Excerpt from Letter from a Birmingham Jail, Dr. Martin Luther King, Jr., 1961
The twisted ideology of white supremacy and the destructive impact it has on Black lives from cradle to grave was woven into every institution and system in this country from its inception up to today. As we pause to consider the legacy of Dr. Martin Luther King, Jr. and his immeasurable impact, the unacceptable reality is that Black kids like six-year-old Yolanda King — who want nothing more than to run, jump, play and belong — continue to live in a very different America than their white counterparts.
The economy, our healthcare and education systems and the very landscape of neighborhoods are marked by the scars of white supremacy and structural racism. A child’s race is a powerful predictor of the opportunities they are given and the outcomes they experience in every area of life.

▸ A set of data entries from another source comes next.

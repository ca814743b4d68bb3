//! Invite endpoints.

use axum::{
    extract::{Extension, Path},
    http::StatusCode,
    Json,
};
use chrono::{DateTime, Utc};
use serde::{Deserialize, Serialize};

use crate::common::{InviteId, MembershipId, RoomId};
use crate::domains::auth::models::normalize_phone;
use crate::domains::rooms::actions::send_invite;
use crate::domains::rooms::models::{Invite, InviteStatus, RoomRole};
use crate::server::app::AppState;
use crate::server::error::ApiError;
use crate::server::extract::ApiJson;
use crate::server::middleware::AuthUser;

#[derive(Deserialize)]
pub struct CreateInviteRequest {
    pub phone_number: String,
    pub role: RoomRole,
}

#[derive(Serialize)]
pub struct InviteResponse {
    pub id: InviteId,
    pub room_id: RoomId,
    pub role: RoomRole,
    pub status: InviteStatus,
    pub expires_at: DateTime<Utc>,
}

impl From<Invite> for InviteResponse {
    fn from(invite: Invite) -> Self {
        Self {
            id: invite.id,
            room_id: invite.room_id,
            role: invite.role,
            status: invite.status,
            expires_at: invite.expires_at,
        }
    }
}

#[derive(Deserialize)]
pub struct AcceptInviteRequest {
    pub token: String,
}

#[derive(Serialize)]
pub struct AcceptInviteResponse {
    pub membership_id: MembershipId,
    pub room_id: RoomId,
    pub role: RoomRole,
    pub already_member: bool,
}

/// POST /rooms/:room_id/invites
pub async fn create_invite_handler(
    Extension(state): Extension<AppState>,
    user: AuthUser,
    Path(room_id): Path<RoomId>,
    ApiJson(body): ApiJson<CreateInviteRequest>,
) -> Result<(StatusCode, Json<InviteResponse>), ApiError> {
    let phone = normalize_phone(&body.phone_number)
        .ok_or_else(|| ApiError::bad_request("Invalid phone number"))?;

    let invite = send_invite(room_id, &phone, body.role, user.user_id, &state.deps).await?;

    Ok((StatusCode::CREATED, Json(invite.into())))
}

/// GET /invites/:token
///
/// Public so an invitee can preview before signing in.
pub async fn get_invite_handler(
    Extension(state): Extension<AppState>,
    Path(token): Path<String>,
) -> Result<Json<InviteResponse>, ApiError> {
    let invite = state.deps.invites.get_invite_by_token(&token).await?;
    Ok(Json(invite.into()))
}

/// POST /invites/accept
pub async fn accept_invite_handler(
    Extension(state): Extension<AppState>,
    user: AuthUser,
    ApiJson(body): ApiJson<AcceptInviteRequest>,
) -> Result<Json<AcceptInviteResponse>, ApiError> {
    let token = body.token.trim();
    if token.is_empty() {
        return Err(ApiError::bad_request("Invite token is required"));
    }

    let accepted = state.deps.invites.accept_invite(token, user.user_id).await?;

    Ok(Json(AcceptInviteResponse {
        membership_id: accepted.membership.id,
        room_id: accepted.membership.room_id,
        role: accepted.membership.role,
        already_member: accepted.already_member,
    }))
}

Likewise, efforts led by Black Americans to integrate playgrounds and amusement parks have always been at the center of the broader struggle for civil rights. It was 60 years ago when tears welled up in Yolanda King’s eyes. At the time, playspaces–parks, beaches, swimming pools, amusement parks and the like–were usually segregated by law or by custom.

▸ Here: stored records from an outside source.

//! Typed UUID wrappers.
//!
//! `Id<T, V>` wraps a `uuid::Uuid` and tags it with the entity it identifies,
//! so a `RoomId` cannot be passed where a `UserId` is expected.
//!
//! ```rust
//! use server_core::common::{RoomId, UserId};
//!
//! let user_id = UserId::new();
//! let room_id = RoomId::new();
//! assert_ne!(user_id.into_uuid(), room_id.into_uuid());
//!
//! // Compile error:
//! // let wrong: RoomId = user_id;
//! ```

use serde::{Deserialize, Deserializer, Serialize, Serializer};
use std::cmp::Ordering;
use std::fmt::{self, Debug, Display};
use std::hash::{Hash, Hasher};
use std::marker::PhantomData;
use std::str::FromStr;
use uuid::Uuid;

/// UUID version 7 marker (time-ordered). Used for primary keys.
pub struct V7;

/// UUID version 4 marker (random).
pub struct V4;

/// A `Uuid` tagged with the entity type `T` and the generation strategy `V`.
#[repr(transparent)]
pub struct Id<T, V = V7>(Uuid, PhantomData<fn() -> (T, V)>);

impl<T> Id<T, V7> {
    #[inline]
    pub fn new() -> Self {
        Self(Uuid::now_v7(), PhantomData)
    }
}

impl<T> Default for Id<T, V7> {
    fn default() -> Self {
        Self::new()
    }
}

impl<T> Id<T, V4> {
    #[inline]
    pub fn new() -> Self {
        Self(Uuid::new_v4(), PhantomData)
    }
}

impl<T> Default for Id<T, V4> {
    fn default() -> Self {
        Self::new()
    }
}

impl<T, V> Id<T, V> {
    #[inline]
    pub fn from_uuid(uuid: Uuid) -> Self {
        Self(uuid, PhantomData)
    }

    #[inline]
    pub fn into_uuid(self) -> Uuid {
        self.0
    }

    /// Parses an id from request input (path segments, JWT claims).
    #[inline]
    pub fn parse(s: &str) -> Result<Self, uuid::Error> {
        Ok(Self(Uuid::parse_str(s)?, PhantomData))
    }

    #[inline]
    pub fn as_uuid(&self) -> &Uuid {
        &self.0
    }
}

impl<T, V> Clone for Id<T, V> {
    #[inline]
    fn clone(&self) -> Self {
        *self
    }
}

impl<T, V> Copy for Id<T, V> {}

impl<T, V> Debug for Id<T, V> {
    fn fmt(&self, f: &mut fmt::Formatter<'_>) -> fmt::Result {
        f.debug_tuple(&format!("Id<{}>", std::any::type_name::<T>()))
            .field(&self.0)
            .finish()
    }
}

impl<T, V> Display for Id<T, V> {
    fn fmt(&self, f: &mut fmt::Formatter<'_>) -> fmt::Result {
        Display::fmt(&self.0, f)
    }
}

impl<T, V> PartialEq for Id<T, V> {
    #[inline]
    fn eq(&self, other: &Self) -> bool {
        self.0 == other.0
    }
}

impl<T, V> Eq for Id<T, V> {}

impl<T, V> PartialOrd for Id<T, V> {
    #[inline]
    fn partial_cmp(&self, other: &Self) -> Option<Ordering> {
        Some(self.cmp(other))
    }
}

impl<T, V> Ord for Id<T, V> {
    #[inline]
    fn cmp(&self, other: &Self) -> Ordering {
        self.0.cmp(&other.0)
    }
}

impl<T, V> Hash for Id<T, V> {
    #[inline]
    fn hash<H: Hasher>(&self, state: &mut H) {
        self.0.hash(state);
    }
}

impl<T, V> From<Uuid> for Id<T, V> {
    #[inline]
    fn from(uuid: Uuid) -> Self {
        Self::from_uuid(uuid)
    }
}

impl<T, V> From<Id<T, V>> for Uuid {
    #[inline]
    fn from(id: Id<T, V>) -> Self {
        id.0
    }
}

impl<T, V> FromStr for Id<T, V> {
    type Err = uuid::Error;

    #[inline]
    fn from_str(s: &str) -> Result<Self, Self::Err> {
        Self::parse(s)
    }
}

// ============================================================================
// Serde support
// ============================================================================

impl<T, V> Serialize for Id<T, V> {
    fn serialize<S: Serializer>(&self, serializer: S) -> Result<S::Ok, S::Error> {
        self.0.serialize(serializer)
    }
}

impl<'de, T, V> Deserialize<'de> for Id<T, V> {
    fn deserialize<D: Deserializer<'de>>(deserializer: D) -> Result<Self, D::Error> {
        Uuid::deserialize(deserializer).map(Self::from_uuid)
    }
}

// ============================================================================
// sqlx support
// ============================================================================

use sqlx::encode::IsNull;
use sqlx::error::BoxDynError;
use sqlx::postgres::{PgArgumentBuffer, PgTypeInfo, PgValueRef, Postgres};
use sqlx::{Decode, Encode, Type};

impl<T, V> Type<Postgres> for Id<T, V> {
    fn type_info() -> PgTypeInfo {
        <Uuid as Type<Postgres>>::type_info()
    }

    fn compatible(ty: &PgTypeInfo) -> bool {
        <Uuid as Type<Postgres>>::compatible(ty)
    }
}

impl<T, V> Encode<'_, Postgres> for Id<T, V> {
    fn encode_by_ref(&self, buf: &mut PgArgumentBuffer) -> Result<IsNull, BoxDynError> {
        <Uuid as Encode<Postgres>>::encode_by_ref(&self.0, buf)
    }
}

impl<T, V> Decode<'_, Postgres> for Id<T, V> {
    fn decode(value: PgValueRef<'_>) -> Result<Self, BoxDynError> {
        <Uuid as Decode<Postgres>>::decode(value).map(Self::from_uuid)
    }
}

#[cfg(test)]
mod tests {
    use super::*;

    struct Room;

    type RoomId = Id<Room>;

    #[test]
    fn test_new_creates_unique_ids() {
        assert_ne!(RoomId::new(), RoomId::new());
    }

    #[test]
    fn test_parse_matches_display() {
        let id = RoomId::new();
        let parsed = RoomId::parse(&id.to_string()).unwrap();
        assert_eq!(id, parsed);
    }

    #[test]
    fn test_parse_rejects_garbage() {
        assert!(RoomId::parse("not-a-uuid").is_err());
    }

    #[test]
    fn test_serializes_as_plain_uuid() {
        let uuid = Uuid::new_v4();
        let json = serde_json::to_string(&RoomId::from_uuid(uuid)).unwrap();
        assert_eq!(json, format!("\"{}\"", uuid));
    }

    #[test]
    fn test_debug_includes_type_name() {
        let debug = format!("{:?}", RoomId::new());
        assert!(debug.contains("Room"));
    }
}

Inspirational signs built by the Bay St. Louis, MS community.
Legal and de facto segregation have long restricted the ability of Black families in particular to freely access neighborhoods and public space, and this includes recreational amenities. Black civil rights activists like Dr. King were successful in dismantling legal segregation, but America continues to be marked by racial exclusion and inequities.
At KABOOM!, we see the impact that systemic racism continues to have on Black kids in communities across America. Just last year, Liberty Arts Academy in Mesa, Arizona applied to KABOOM! for help building a playground. The application included a letter from a child named Kendal explaining why the school needed one. Their school’s lack, Kendal said, “…feels kinda weird because the other schools have playgrounds.” Her experience isn’t unique, either.

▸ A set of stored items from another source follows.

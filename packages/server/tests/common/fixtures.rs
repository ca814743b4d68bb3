//! Test fixtures for creating test data.
//!
//! These fixtures use the model methods directly to create test data.

use anyhow::Result;
use rand::Rng;
use server_core::domains::auth::models::{hash_phone_number, User};
use server_core::domains::rooms::models::{Room, RoomRole};
use server_core::kernel::ServerDeps;

use super::TEST_PHONE_SALT;

/// A phone number no other test uses, in the reserved 555 range.
pub fn unique_phone() -> String {
    format!("+1555{:07}", rand::rng().random_range(0..10_000_000))
}

/// Create a user with a fresh phone number
pub async fn create_test_user(deps: &ServerDeps) -> Result<User> {
    let phone = unique_phone();
    let hash = hash_phone_number(&phone, TEST_PHONE_SALT);
    User::find_or_create(&phone, &hash, &deps.db_pool).await
}

/// Create a room owned by `owner` (who becomes its LANDLORD)
pub async fn create_test_room(deps: &ServerDeps, owner: &User) -> Result<Room> {
    let room = deps
        .rooms
        .create_room("Test Flat", owner.id, RoomRole::Landlord)
        .await?;
    Ok(room)
}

A mural painted by the Bay St. Louis, MS community.
Racial exclusion in recreational spaces has denied Black kids the benefits and simple joys of play for too long. It’s past due for us to reckon with and dismantle white supremacy in our corner of the world — spaces for play — so that kids like Yolanda and Kendal never have to feel inferior, “weird” or left out. Safe playspaces are a concrete way to advance children’s health and prospects for the future.
Building opportunities for kids is what motivates us, and we are energized by the projects KABOOM! and our corporate, nonprofit, and public partners will tackle together with this mission in mind. On this day honoring Dr. King, we are reflecting on how we as an organization can continue to learn and grow on our own racial equity journey, while redoubling our efforts to advance our mission. We are committed to ending playspace inequity, and we won’t stop until Black kids have access to places to play where they feel like they belong.